● **TASK TO COMPLETE**: Output only the lines from the start of the entries through the line holding "pub struct MessageRequest". Each line must match the original exactly.

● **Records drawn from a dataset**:
========================

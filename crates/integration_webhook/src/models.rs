//! Wire types for the chatbot webhook API

use serde::{Deserialize, Serialize};

/// Body for `POST /webhook/message`
#[derive(Debug, Clone, Serialize, Deserialize)]
pub struct MessageRequest {
    /// Message text as typed by the visitor
    pub message_body: String,
    /// Conversation identity the backend keys on
    pub wa_id: String,
    /// Visitor display name
    pub name: String,
}

/// Reply from `POST /webhook/message`
///
/// The backend sends more fields; only the reply text is consumed.
#[derive(Debug, Clone, Serialize, Deserialize)]
pub struct MessageResponse {
    /// Assistant reply text, possibly markdown
    pub response: String,
}

/// Body for the conversation-scoped endpoints
#[derive(Debug, Clone, Serialize, Deserialize)]
pub struct ConversationRequest {
    /// Conversation identity
    pub wa_id: String,
}

/// Acknowledgement from `reset_handover` and `delete_conversation`
#[derive(Debug, Clone, Serialize, Deserialize)]
pub struct ActionResponse {
    /// Outcome label, usually "success"
    pub status: String,
    /// Human-readable summary
    pub message: String,
}

/// One stored message in a conversation history
#[derive(Debug, Clone, Serialize, Deserialize)]
pub struct HistoryEntry {
    pub role: String,
    pub content: String,
    #[serde(default, skip_serializing_if = "Option::is_none")]
    pub timestamp: Option<String>,
}

/// Reply from `POST /webhook/conversation_history`
#[derive(Debug, Clone, Serialize, Deserialize)]
pub struct ConversationHistoryResponse {
    pub status: String,
    pub wa_id: String,
    /// Recent messages, oldest first
    #[serde(default)]
    pub last_messages: Vec<HistoryEntry>,
    #[serde(default)]
    pub handover_triggered: bool,
    #[serde(default)]
    pub fallback_count: u32,
}

/// Body for `POST /webhook/broadcast`
#[derive(Debug, Clone, Serialize, Deserialize)]
pub struct BroadcastRequest {
    /// Conversation identities to deliver to
    pub wa_ids: Vec<String>,
    /// Message text
    pub message: String,
}

/// Reply from `POST /webhook/broadcast`
#[derive(Debug, Clone, Serialize, Deserialize)]
pub struct BroadcastResponse {
    pub status: String,
    pub message: String,
    #[serde(default)]
    pub successes: Vec<String>,
    #[serde(default)]
    pub failures: Vec<String>,
}

/// Counters nested in the analytics reply
#[derive(Debug, Clone, Copy, Serialize, Deserialize)]
pub struct AnalyticsData {
    pub active_users: u64,
    pub handovers: u64,
    pub total_messages: u64,
}

/// Reply from `GET /webhook/analytics`
#[derive(Debug, Clone, Serialize, Deserialize)]
pub struct AnalyticsResponse {
    pub status: String,
    pub analytics: AnalyticsData,
}

/// Error body the backend attaches to non-2xx replies
#[derive(Debug, Clone, Deserialize)]
pub(crate) struct ErrorResponse {
    #[serde(default)]
    pub detail: String,
}

#[cfg(test)]
mod tests {
    use super::*;

    #[test]
    fn message_request_uses_wire_field_names() {
        let request = MessageRequest {
            message_body: "hello".to_string(),
            wa_id: "widget-user-1".to_string(),
            name: "Website Visitor".to_string(),
        };

        let json = serde_json::to_value(&request).unwrap();
        assert_eq!(json["message_body"], "hello");
        assert_eq!(json["wa_id"], "widget-user-1");
        assert_eq!(json["name"], "Website Visitor");
    }

    #[test]
    fn message_response_ignores_extra_fields() {
        let response: MessageResponse = serde_json::from_str(
            r#"{"status":"success","response":"Hi!","handover":false}"#,
        )
        .unwrap();
        assert_eq!(response.response, "Hi!");
    }

    #[test]
    fn history_response_defaults_missing_collections() {
        let response: ConversationHistoryResponse =
            serde_json::from_str(r#"{"status":"success","wa_id":"demo-user"}"#).unwrap();

        assert!(response.last_messages.is_empty());
        assert!(!response.handover_triggered);
        assert_eq!(response.fallback_count, 0);
    }

    #[test]
    fn history_entry_timestamp_is_optional() {
        let entry: HistoryEntry =
            serde_json::from_str(r#"{"role":"assistant","content":"hello"}"#).unwrap();
        assert!(entry.timestamp.is_none());
    }

    #[test]
    fn error_response_tolerates_missing_detail() {
        let error: ErrorResponse = serde_json::from_str("{}").unwrap();
        assert!(error.detail.is_empty());
    }
}
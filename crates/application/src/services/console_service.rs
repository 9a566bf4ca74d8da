//! Console service - Operator commands against the webhook backend

use std::{fmt, sync::Arc};

use domain::{DisplayName, DomainError, WaId};
use tracing::{debug, instrument};

use crate::{
    error::ApplicationError,
    ports::{
        ActionAck, AnalyticsSnapshot, AssistantGateway, AssistantReply, BroadcastOutcome,
        ConversationSnapshot, OutboundMessage,
    },
};

/// Service backing the operator console: direct sends, conversation
/// management, broadcast and analytics
pub struct ConsoleService {
    gateway: Arc<dyn AssistantGateway>,
}

impl fmt::Debug for ConsoleService {
    fn fmt(&self, f: &mut fmt::Formatter<'_>) -> fmt::Result {
        f.debug_struct("ConsoleService").finish_non_exhaustive()
    }
}

impl ConsoleService {
    /// Create a new console service
    pub fn new(gateway: Arc<dyn AssistantGateway>) -> Self {
        Self { gateway }
    }

    /// Send a message into one conversation on the visitor's behalf
    #[instrument(skip(self, body), fields(wa_id = %wa_id, body_len = body.len()))]
    pub async fn send_direct(
        &self,
        wa_id: &WaId,
        name: &DisplayName,
        body: &str,
    ) -> Result<AssistantReply, ApplicationError> {
        let body = body.trim();
        if body.is_empty() {
            return Err(DomainError::ValidationError("message is required".to_string()).into());
        }

        let message = OutboundMessage::new(wa_id.clone(), name.clone(), body);
        self.gateway.send_message(message).await
    }

    /// Fetch the stored conversation for one visitor
    #[instrument(skip(self), fields(wa_id = %wa_id))]
    pub async fn history(&self, wa_id: &WaId) -> Result<ConversationSnapshot, ApplicationError> {
        self.gateway.conversation_history(wa_id).await
    }

    /// Hand a conversation back to the bot after a human takeover
    #[instrument(skip(self), fields(wa_id = %wa_id))]
    pub async fn reset_handover(&self, wa_id: &WaId) -> Result<ActionAck, ApplicationError> {
        self.gateway.reset_handover(wa_id).await
    }

    /// Delete the stored conversation for one visitor
    #[instrument(skip(self), fields(wa_id = %wa_id))]
    pub async fn delete_conversation(&self, wa_id: &WaId) -> Result<ActionAck, ApplicationError> {
        self.gateway.delete_conversation(wa_id).await
    }

    /// Send one message to many conversations
    ///
    /// Blank recipient lines are dropped before the fan-out; an empty
    /// message or recipient list is refused without touching the
    /// backend.
    #[instrument(skip(self, recipients, message), fields(recipient_count = recipients.len()))]
    pub async fn broadcast(
        &self,
        recipients: &[String],
        message: &str,
    ) -> Result<BroadcastOutcome, ApplicationError> {
        let message = message.trim();
        if message.is_empty() {
            return Err(DomainError::ValidationError(
                "broadcast message is required".to_string(),
            )
            .into());
        }

        let recipients: Vec<WaId> = recipients
            .iter()
            .filter(|id| !id.trim().is_empty())
            .map(|id| WaId::new(id.as_str()))
            .collect::<Result<_, _>>()?;

        if recipients.is_empty() {
            return Err(DomainError::ValidationError(
                "at least one recipient is required".to_string(),
            )
            .into());
        }

        debug!(recipients = recipients.len(), "Broadcasting message");
        self.gateway.broadcast(&recipients, message).await
    }

    /// Fetch aggregate usage counters
    #[instrument(skip(self))]
    pub async fn analytics(&self) -> Result<AnalyticsSnapshot, ApplicationError> {
        self.gateway.analytics().await
    }
}
//! Domain-level errors

use thiserror::Error;

/// Errors that can occur in the domain layer
#[derive(Debug, Error)]
pub enum DomainError {
    /// Invalid WhatsApp conversation identifier
    #[error("Invalid WhatsApp ID: {0}")]
    InvalidWaId(String),

    /// Invalid visitor display name
    #[error("Invalid display name: {0}")]
    InvalidDisplayName(String),

    /// Unrecognized widget anchor position
    #[error("Unknown widget position: {0}")]
    UnknownPosition(String),

    /// Validation failed
    #[error("Validation failed: {0}")]
    ValidationError(String),
}
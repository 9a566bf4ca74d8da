//! Widget application state and event loop.
//!
//! [`WidgetApp`] owns the session plus the surface-local state (input
//! buffer, spinner frame). [`run`] takes over the terminal and drives
//! the loop: key events mutate the app, accepted sends are dispatched
//! on background tasks and their outcomes fed back through a channel,
//! so the surface keeps drawing while a reply is pending.

use std::io::{self, Stdout};
use std::time::Duration;

use application::{ApplicationError, AssistantReply, PendingSend, WidgetSession};
use crossterm::event::{Event, EventStream, KeyCode, KeyEvent, KeyEventKind, KeyModifiers};
use crossterm::execute;
use crossterm::terminal::{
    EnterAlternateScreen, LeaveAlternateScreen, disable_raw_mode, enable_raw_mode,
};
use domain::{WidgetPosition, WidgetState};
use futures::StreamExt;
use ratatui::{Terminal, backend::CrosstermBackend};
use tokio::sync::mpsc;
use tracing::debug;

use crate::render;

/// Milliseconds between spinner frames.
const TICK_MS: u64 = 120;

/// State driving one embedded widget surface.
#[derive(Debug)]
pub struct WidgetApp {
    session: WidgetSession,
    input: String,
    animation_frame: usize,
    should_quit: bool,
}

impl WidgetApp {
    #[must_use]
    pub const fn new(session: WidgetSession) -> Self {
        Self {
            session,
            input: String::new(),
            animation_frame: 0,
            should_quit: false,
        }
    }

    /// The session behind this surface.
    #[must_use]
    pub const fn session(&self) -> &WidgetSession {
        &self.session
    }

    /// Current contents of the input box.
    #[must_use]
    pub fn input(&self) -> &str {
        &self.input
    }

    /// Current spinner frame counter.
    #[must_use]
    pub const fn animation_frame(&self) -> usize {
        self.animation_frame
    }

    /// The configured anchor position.
    #[must_use]
    pub const fn position(&self) -> WidgetPosition {
        self.session.config().position()
    }

    /// Whether the loop should exit.
    #[must_use]
    pub const fn should_quit(&self) -> bool {
        self.should_quit
    }

    /// Advance the spinner.
    pub const fn tick(&mut self) {
        self.animation_frame = self.animation_frame.wrapping_add(1);
    }

    /// Feed a completed send back into the session.
    pub fn complete(&mut self, outcome: Result<AssistantReply, ApplicationError>) {
        self.session.complete_send(outcome);
    }

    /// Apply one key event, possibly starting a send.
    pub fn handle_key(&mut self, key: KeyEvent) -> Option<PendingSend> {
        if key.kind != KeyEventKind::Press {
            return None;
        }

        if key.modifiers.contains(KeyModifiers::CONTROL) && key.code == KeyCode::Char('c') {
            self.should_quit = true;
            return None;
        }

        match self.session.state() {
            WidgetState::Closed => {
                self.handle_closed_key(key.code);
                None
            }
            WidgetState::Minimized => {
                self.handle_minimized_key(key.code);
                None
            }
            WidgetState::Open => self.handle_open_key(key.code),
        }
    }

    fn handle_closed_key(&mut self, code: KeyCode) {
        match code {
            KeyCode::Enter | KeyCode::Char(' ') => self.session.toggle_launcher(),
            KeyCode::Char('q') | KeyCode::Esc => self.should_quit = true,
            _ => {}
        }
    }

    fn handle_minimized_key(&mut self, code: KeyCode) {
        match code {
            KeyCode::Tab => self.session.toggle_minimize(),
            KeyCode::Esc => self.session.close(),
            _ => {}
        }
    }

    fn handle_open_key(&mut self, code: KeyCode) -> Option<PendingSend> {
        match code {
            KeyCode::Enter => {
                let pending = self.session.begin_send(&self.input);
                if pending.is_some() {
                    self.input.clear();
                }
                pending
            }
            KeyCode::Esc => {
                self.session.close();
                None
            }
            KeyCode::Tab => {
                self.session.toggle_minimize();
                None
            }
            KeyCode::Backspace => {
                if !self.session.is_busy() {
                    self.input.pop();
                }
                None
            }
            KeyCode::Char(c) => {
                if !self.session.is_busy() {
                    self.input.push(c);
                }
                None
            }
            _ => None,
        }
    }
}

/// Run the widget loop until the user quits.
///
/// Takes over the terminal (raw mode plus alternate screen) and
/// restores it on exit, including on error paths.
pub async fn run(session: WidgetSession) -> io::Result<()> {
    let mut terminal = setup_terminal()?;
    let result = event_loop(&mut terminal, WidgetApp::new(session)).await;
    restore_terminal(&mut terminal)?;
    result
}

fn setup_terminal() -> io::Result<Terminal<CrosstermBackend<Stdout>>> {
    enable_raw_mode()?;
    let mut stdout = io::stdout();
    execute!(stdout, EnterAlternateScreen)?;
    Terminal::new(CrosstermBackend::new(stdout))
}

fn restore_terminal(terminal: &mut Terminal<CrosstermBackend<Stdout>>) -> io::Result<()> {
    disable_raw_mode()?;
    execute!(terminal.backend_mut(), LeaveAlternateScreen)?;
    terminal.show_cursor()
}

async fn event_loop(
    terminal: &mut Terminal<CrosstermBackend<Stdout>>,
    mut app: WidgetApp,
) -> io::Result<()> {
    debug!(widget = %app.session().id(), "Widget surface started");

    let mut events = EventStream::new();
    let (tx, mut rx) = mpsc::unbounded_channel();
    let mut ticker = tokio::time::interval(Duration::from_millis(TICK_MS));

    while !app.should_quit() {
        terminal.draw(|f| render::render(f, &app))?;

        tokio::select! {
            maybe_event = events.next() => {
                match maybe_event {
                    Some(Ok(Event::Key(key))) => {
                        if let Some(pending) = app.handle_key(key) {
                            let tx = tx.clone();
                            tokio::spawn(async move {
                                let outcome = pending.dispatch().await;
                                let _ = tx.send(outcome);
                            });
                        }
                    }
                    Some(Ok(_)) => {} // resize and friends redraw next pass
                    Some(Err(e)) => return Err(e),
                    None => break,
                }
            }
            Some(outcome) = rx.recv() => app.complete(outcome),
            _ = ticker.tick() => app.tick(),
        }
    }

    debug!(widget = %app.session().id(), "Widget surface stopped");
    Ok(())
}

#[cfg(test)]
mod tests {
    use std::sync::Arc;

    use application::{
        ActionAck, AnalyticsSnapshot, AssistantGateway, BroadcastOutcome, ConversationSnapshot,
        OutboundMessage,
    };
    use domain::{Sender, WaId, WidgetConfig};

    use super::*;

    struct ScriptedGateway {
        reply: String,
    }

    #[async_trait::async_trait]
    impl AssistantGateway for ScriptedGateway {
        async fn send_message(
            &self,
            _message: OutboundMessage,
        ) -> Result<AssistantReply, ApplicationError> {
            Ok(AssistantReply {
                text: self.reply.clone(),
            })
        }

        async fn conversation_history(
            &self,
            _wa_id: &WaId,
        ) -> Result<ConversationSnapshot, ApplicationError> {
            Err(ApplicationError::Gateway("not scripted".into()))
        }

        async fn reset_handover(&self, _wa_id: &WaId) -> Result<ActionAck, ApplicationError> {
            Err(ApplicationError::Gateway("not scripted".into()))
        }

        async fn delete_conversation(&self, _wa_id: &WaId) -> Result<ActionAck, ApplicationError> {
            Err(ApplicationError::Gateway("not scripted".into()))
        }

        async fn broadcast(
            &self,
            _recipients: &[WaId],
            _message: &str,
        ) -> Result<BroadcastOutcome, ApplicationError> {
            Err(ApplicationError::Gateway("not scripted".into()))
        }

        async fn analytics(&self) -> Result<AnalyticsSnapshot, ApplicationError> {
            Err(ApplicationError::Gateway("not scripted".into()))
        }
    }

    fn test_app() -> WidgetApp {
        let gateway = Arc::new(ScriptedGateway {
            reply: "scripted reply".to_string(),
        });
        WidgetApp::new(WidgetSession::new(WidgetConfig::new(), gateway))
    }

    fn press(app: &mut WidgetApp, code: KeyCode) -> Option<PendingSend> {
        app.handle_key(KeyEvent::new(code, KeyModifiers::NONE))
    }

    fn type_text(app: &mut WidgetApp, text: &str) {
        for c in text.chars() {
            drop(press(app, KeyCode::Char(c)));
        }
    }

    #[test]
    fn new_app_starts_closed_with_empty_input() {
        let app = test_app();

        assert_eq!(app.session().state(), WidgetState::Closed);
        assert_eq!(app.input(), "");
        assert!(!app.should_quit());
    }

    #[test]
    fn enter_or_space_opens_the_launcher() {
        let mut app = test_app();
        drop(press(&mut app, KeyCode::Enter));
        assert_eq!(app.session().state(), WidgetState::Open);

        let mut app = test_app();
        drop(press(&mut app, KeyCode::Char(' ')));
        assert_eq!(app.session().state(), WidgetState::Open);
    }

    #[test]
    fn q_or_esc_quits_while_closed() {
        let mut app = test_app();
        drop(press(&mut app, KeyCode::Char('q')));
        assert!(app.should_quit());

        let mut app = test_app();
        drop(press(&mut app, KeyCode::Esc));
        assert!(app.should_quit());
    }

    #[test]
    fn typing_fills_the_input_while_open() {
        let mut app = test_app();
        drop(press(&mut app, KeyCode::Enter));
        type_text(&mut app, "hello");

        assert_eq!(app.input(), "hello");

        drop(press(&mut app, KeyCode::Backspace));
        assert_eq!(app.input(), "hell");
    }

    #[test]
    fn enter_with_blank_input_starts_nothing() {
        let mut app = test_app();
        drop(press(&mut app, KeyCode::Enter));
        type_text(&mut app, "   ");

        assert!(press(&mut app, KeyCode::Enter).is_none());
        assert!(!app.session().is_busy());
    }

    #[test]
    fn enter_accepts_input_and_clears_the_box() {
        let mut app = test_app();
        drop(press(&mut app, KeyCode::Enter));
        type_text(&mut app, "hello");

        let pending = press(&mut app, KeyCode::Enter);

        assert!(pending.is_some());
        assert_eq!(app.input(), "");
        assert!(app.session().is_busy());
    }

    #[test]
    fn edits_are_ignored_while_busy() {
        let mut app = test_app();
        drop(press(&mut app, KeyCode::Enter));
        type_text(&mut app, "first");
        drop(press(&mut app, KeyCode::Enter));

        type_text(&mut app, "second");
        drop(press(&mut app, KeyCode::Backspace));

        assert_eq!(app.input(), "");
    }

    #[test]
    fn second_enter_while_busy_is_refused() {
        let mut app = test_app();
        drop(press(&mut app, KeyCode::Enter));
        type_text(&mut app, "first");
        drop(press(&mut app, KeyCode::Enter));
        let before = app.session().transcript().len();

        type_text(&mut app, "x");
        assert!(press(&mut app, KeyCode::Enter).is_none());
        assert_eq!(app.session().transcript().len(), before);
    }

    #[test]
    fn esc_closes_the_open_panel_without_quitting() {
        let mut app = test_app();
        drop(press(&mut app, KeyCode::Enter));
        drop(press(&mut app, KeyCode::Esc));

        assert_eq!(app.session().state(), WidgetState::Closed);
        assert!(!app.should_quit());
    }

    #[test]
    fn tab_minimizes_and_restores() {
        let mut app = test_app();
        drop(press(&mut app, KeyCode::Enter));
        drop(press(&mut app, KeyCode::Tab));
        assert_eq!(app.session().state(), WidgetState::Minimized);

        drop(press(&mut app, KeyCode::Tab));
        assert_eq!(app.session().state(), WidgetState::Open);
    }

    #[test]
    fn esc_from_minimized_closes() {
        let mut app = test_app();
        drop(press(&mut app, KeyCode::Enter));
        drop(press(&mut app, KeyCode::Tab));
        drop(press(&mut app, KeyCode::Esc));

        assert_eq!(app.session().state(), WidgetState::Closed);
    }

    #[test]
    fn ctrl_c_quits_from_any_state() {
        let mut app = test_app();
        drop(press(&mut app, KeyCode::Enter));
        drop(app.handle_key(KeyEvent::new(KeyCode::Char('c'), KeyModifiers::CONTROL)));

        assert!(app.should_quit());
    }

    #[test]
    fn release_events_are_ignored() {
        let mut app = test_app();
        let release = KeyEvent::new_with_kind(
            KeyCode::Enter,
            KeyModifiers::NONE,
            KeyEventKind::Release,
        );

        assert!(app.handle_key(release).is_none());
        assert_eq!(app.session().state(), WidgetState::Closed);
    }

    #[test]
    fn tick_advances_the_spinner() {
        let mut app = test_app();
        app.tick();
        app.tick();

        assert_eq!(app.animation_frame(), 2);
    }

    #[tokio::test]
    async fn dispatched_send_round_trips_into_the_transcript() {
        let mut app = test_app();
        drop(press(&mut app, KeyCode::Enter));
        type_text(&mut app, "hello");

        let pending = press(&mut app, KeyCode::Enter).unwrap();
        let outcome = pending.dispatch().await;
        app.complete(outcome);

        assert!(!app.session().is_busy());
        let last = app.session().transcript().last().unwrap();
        assert_eq!(last.sender, Sender::Bot);
        assert_eq!(last.text, "scripted reply");
    }
}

========================

● **EXERCISE ANSWER**:
filename crates/integration_webhook/src/models.rs
//! Wire types for the chatbot webhook API

use serde::{Deserialize, Serialize};

/// Body for `POST /webhook/message`
#[derive(Debug, Clone, Serialize, Deserialize)]
pub struct MessageRequest {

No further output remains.